Collected data:
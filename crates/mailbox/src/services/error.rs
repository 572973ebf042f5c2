use crate::models::message::MessageId;
use thiserror::Error;

#[derive(Debug, Error, PartialEq, Eq)]
pub enum StoreError {
    #[error("Message {0} not found")]
    NotFound(MessageId),
}

/// Failures while turning raw message bytes into displayable content.
/// These never leave the extractor; they degrade to the error body.
#[derive(Debug, Error)]
pub enum ExtractError {
    #[error("Message could not be parsed")]
    Unparseable,

    #[error("Message has no readable body")]
    NoBody,

    #[error("Body part is not valid text")]
    Undecodable,

    #[error("HTML conversion failed: {0}")]
    Html(#[from] html2text::Error),
}
use smtp_server::{logging, EmailServer, ServerConfig};
use std::path::PathBuf;
use tracing::{error, info, warn};

#[tokio::main]
async fn main() -> Result<(), Box<dyn std::error::Error>> {
    // Load .env file. Ignore error if it's not present, as env vars can be set directly.
    dotenvy::dotenv().ok();
    // JSON to stdout, plus rotating files; the guard flushes them on exit.
    let log_guard = logging::init(std::env::var_os("SMTP_LOG_DIR").map(PathBuf::from));
    if log_guard.is_none() {
        warn!("No writable log directory, logging to stdout only");
    }

    let mut server = EmailServer::new(ServerConfig::from_env());
    let port = match server.start().await {
        Ok(port) => port,
        Err(e) => {
            error!("Failed to start SMTP server: {}", e);
            return Err(e.into());
        }
    };

    let snapshot = server.get_config();
    info!(
        port,
        config = %serde_json::to_string(&snapshot)?,
        "SMTP server ready"
    );

    tokio::signal::ctrl_c().await?;
    info!("Shutdown signal received");
    server.stop().await?;

    let captured = server.list_messages().len();
    info!("Discarding {} captured message(s)", captured);
    Ok(())
}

WORK ORDER -> The full set of entries above has to be restated exactly.

TASK OUTPUT ->
filename crates/mailbox/src/services/error.rs
repository 572973ebf042f5c2
use crate::models::message::MessageId;
use thiserror::Error;

#[derive(Debug, Error, PartialEq, Eq)]
pub enum StoreError {
    #[error("Message {0} not found")]
    NotFound(MessageId),
}

/// Failures while turning raw message bytes into displayable content.
/// These never leave the extractor; they degrade to the error body.
#[derive(Debug, Error)]
pub enum ExtractError {
    #[error("Message could not be parsed")]
    Unparseable,

    #[error("Message has no readable body")]
    NoBody,

    #[error("Body part is not valid text")]
    Undecodable,

    #[error("HTML conversion failed: {0}")]
    Html(#[from] html2text::Error),
}
use smtp_server::{logging, EmailServer, ServerConfig};
use std::path::PathBuf;
use tracing::{error, info, warn};

#[tokio::main]
async fn main() -> Result<(), Box<dyn std::error::Error>> {
    // Load .env file. Ignore error if it's not present, as env vars can be set directly.
    dotenvy::dotenv().ok();
    // JSON to stdout, plus rotating files; the guard flushes them on exit.
    let log_guard = logging::init(std::env::var_os("SMTP_LOG_DIR").map(PathBuf::from));
    if log_guard.is_none() {
        warn!("No writable log directory, logging to stdout only");
    }

    let mut server = EmailServer::new(ServerConfig::from_env());
    let port = match server.start().await {
        Ok(port) => port,
        Err(e) => {
            error!("Failed to start SMTP server: {}", e);
            return Err(e.into());
        }
    };

    let snapshot = server.get_config();
    info!(
        port,
        config = %serde_json::to_string(&snapshot)?,
        "SMTP server ready"
    );

    tokio::signal::ctrl_c().await?;
    info!("Shutdown signal received");
    server.stop().await?;

    let captured = server.list_messages().len();
    info!("Discarding {} captured message(s)", captured);
    Ok(())
}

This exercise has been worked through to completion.